07:52:13 INFO - 666 INFO TEST-START | browser/devtools/webconsole/test/browser_webconsole_chrome.js 07:53:18 INFO - 668 INFO TEST-UNEXPECTED-FAIL | browser/devtools/webconsole/test/browser_webconsole_chrome.js | Test timed out - expected PASS 07:53:18 INFO - 669 INFO TEST-OK | browser/devtools/webconsole/test/browser_webconsole_chrome.js | took 48024ms

       -> several warnings were then thrown related to this failed test:
               07:57:53 WARNING - 788 INFO Failed: 1
               07:57:53 WARNING - One or more unittests failed.
               07:57:54 ERROR - Return code: 1

Q: next steps?

2015-07-30

My questions is if all dependencies are resolved, the bug should not be resolve?

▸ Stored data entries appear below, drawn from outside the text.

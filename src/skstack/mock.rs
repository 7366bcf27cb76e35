// テスト用の通信路
// SPDX-License-Identifier: MPL-2.0
// SPDX-FileCopyrightText: 2025 Akihiro Yamamoto <github.com/ak1211>
//
use crate::skstack::Port;
use std::collections::VecDeque;
use std::io;
use std::sync::{Arc, Mutex, MutexGuard};
use std::time::Duration;

type Responder = Box<dyn FnMut(&[u8]) -> Option<Vec<u8>> + Send>;

#[derive(Default)]
struct State {
    rx: VecDeque<u8>,
    written: Vec<Vec<u8>>,
    responder: Option<Responder>,
    // 応答を読み終わっていない
    outstanding: bool,
    interleaved_writes: usize,
    read_timeout: Option<Duration>,
    resets: usize,
}

/// 台本どおりに応答する通信路
#[derive(Clone, Default)]
pub struct MockPort {
    state: Arc<Mutex<State>>,
}

impl MockPort {
    pub fn new() -> Self {
        Self::default()
    }

    /// 各行にCRLFを付けて受信待ちに積む
    pub fn with_script(lines: &[&str]) -> Self {
        let port = Self::new();
        port.push_lines(lines);
        port
    }

    fn lock(&self) -> MutexGuard<'_, State> {
        self.state.lock().unwrap()
    }

    pub fn push_bytes(&self, bytes: &[u8]) {
        self.lock().rx.extend(bytes);
    }

    pub fn push_lines(&self, lines: &[&str]) {
        let mut state = self.lock();
        for line in lines {
            state.rx.extend(line.as_bytes());
            state.rx.extend(b"\r\n");
        }
    }

    /// 書き込みに応じて応答を返す
    pub fn set_responder<F>(&self, responder: F)
    where
        F: FnMut(&[u8]) -> Option<Vec<u8>> + Send + 'static,
    {
        self.lock().responder = Some(Box::new(responder));
    }

    pub fn pending(&self) -> usize {
        self.lock().rx.len()
    }

    pub fn written(&self) -> Vec<Vec<u8>> {
        self.lock().written.clone()
    }

    pub fn written_lines(&self) -> Vec<String> {
        self.written()
            .iter()
            .map(|w| String::from_utf8_lossy(w).trim_end().to_string())
            .collect()
    }

    /// 前の応答を読み終わる前に書き込まれた回数
    pub fn interleaved_writes(&self) -> usize {
        self.lock().interleaved_writes
    }

    pub fn read_timeout(&self) -> Option<Duration> {
        self.lock().read_timeout
    }

    pub fn resets(&self) -> usize {
        self.lock().resets
    }
}

impl Port for MockPort {
    fn read(&mut self, buf: &mut [u8]) -> io::Result<usize> {
        let mut state = self.lock();
        match state.rx.pop_front() {
            Some(b) => {
                buf[0] = b;
                if state.rx.is_empty() {
                    state.outstanding = false;
                }
                Ok(1)
            }
            None => {
                state.outstanding = false;
                Ok(0)
            }
        }
    }

    fn write(&mut self, buf: &[u8]) -> io::Result<()> {
        let mut guard = self.lock();
        let state = &mut *guard;
        if state.outstanding {
            state.interleaved_writes += 1;
        }
        state.written.push(buf.to_vec());
        if let Some(responder) = state.responder.as_mut() {
            if let Some(response) = responder(buf) {
                state.rx.extend(response);
            }
        }
        state.outstanding = !state.rx.is_empty();
        Ok(())
    }

    fn reset_buffers(&mut self) -> io::Result<()> {
        let mut state = self.lock();
        state.rx.clear();
        state.outstanding = false;
        state.resets += 1;
        Ok(())
    }

    fn set_read_timeout(&mut self, timeout: Duration) -> io::Result<()> {
        self.lock().read_timeout = Some(timeout);
        Ok(())
    }
}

   updated the loaner bug and created a new bug for problem tracking
   was unable to ssh to slave "talos-linux64-ix-003" as it was down
   talked to :arr and he power cycled several slaves (the above included), but I was still unable to ssh to it
   Q: any suggestions on this?
   Q: do we need  access to the mana docs for managing the hardware?

e.g. the machine re-imaging instructions can be found on mana

    • coop to look into mana access

2015-07-31

  • https://bugil.la/1189321 - bld-lion-r5 - kmoir problem tracking
    • only AWS machines (ones with "ec2" or "spot" in their name) have the devs name attached, e.g. dev-linux64-ec2-coop
    • HW machines machines have fixed names, e.g. bld-lion-r5-001
    • many HW machines will already have problem tracking bugs filed, will be linked from slavealloc and slave heath if they do
    • if no bug, file a new one: both slavealloc and slave health provide links to bug templates for doing this
      • make sure to set the bug alias to be the same as the short hostname <- this is important for the aforementioned link generation
    • assigning the loaner bug back to the dev requesting the loan should happen as the last step once any clean-up, etc has been done and the machine is ready, otherwise the dev may try to access the machine before it's ready. The loan bug also drops out of the buildduty report queue when this happens and may get lost in a half-loaned state.
    • [alin] Thanks for the notes above!

1. talked to Rob Thijssen on IRC

   he created two accounts for me and Vlad for winadmin host access
   I received a temporary password -> connected to the machine and changed it -> all seems to be working just fine now

NOTE: when connecting via RDP: username: releng\<username> password: <password>

          use CTRL-ALT-END key combination to change the password
   Vlad will need to ping Rob on Monday to receive his password
   find winadmin vidyo presentation

2. there are several mana pages for which it seems that we don't have the required permissions to see their content

   Otilia appears to have such permissions    

e.g. https://mana.mozilla.org/wiki/display/DC/How+To+Reimage+Releng+iX+and+HP+Linux+Machines

   talked to :arr and he added me to all the wiki groups that she is in
   just a fyi arr is a she - (Amy Rich)

3. attempted to re-image slave talos-linux64-ix-003

   wiki: "remotely connect to the management web interface and start the java KVM console"
   tried over and over to figure out how to do this
   also asked in IRC
   https://wiki.mozilla.org/ReleaseEngineering/How_To/Connect_To_IPMI
   will sign oob-password.txt.gpg for alin and vlad
   http://talos-linux64-ix-003-mgmt.build.mozilla.org/ - username/password
   https://www.gnupg.org/gph/en/manual/c14.html
   http://gpg.mozilla.org/ - upload public part of locally generated gpg key


4. received "Host 221.57.134.10.in-addr.arpa. not found: 3(NXDOMAIN)" when running test.sh

   connected to aws-manager1.srv.releng.scl3.mozilla.com
   environment setup
   updated the script with my own data and tried to run it
   aws-manager2 is the production host
   verify that alin/vlad have permissions to update DNS


@Kim/Coop: could you please take a look at the script?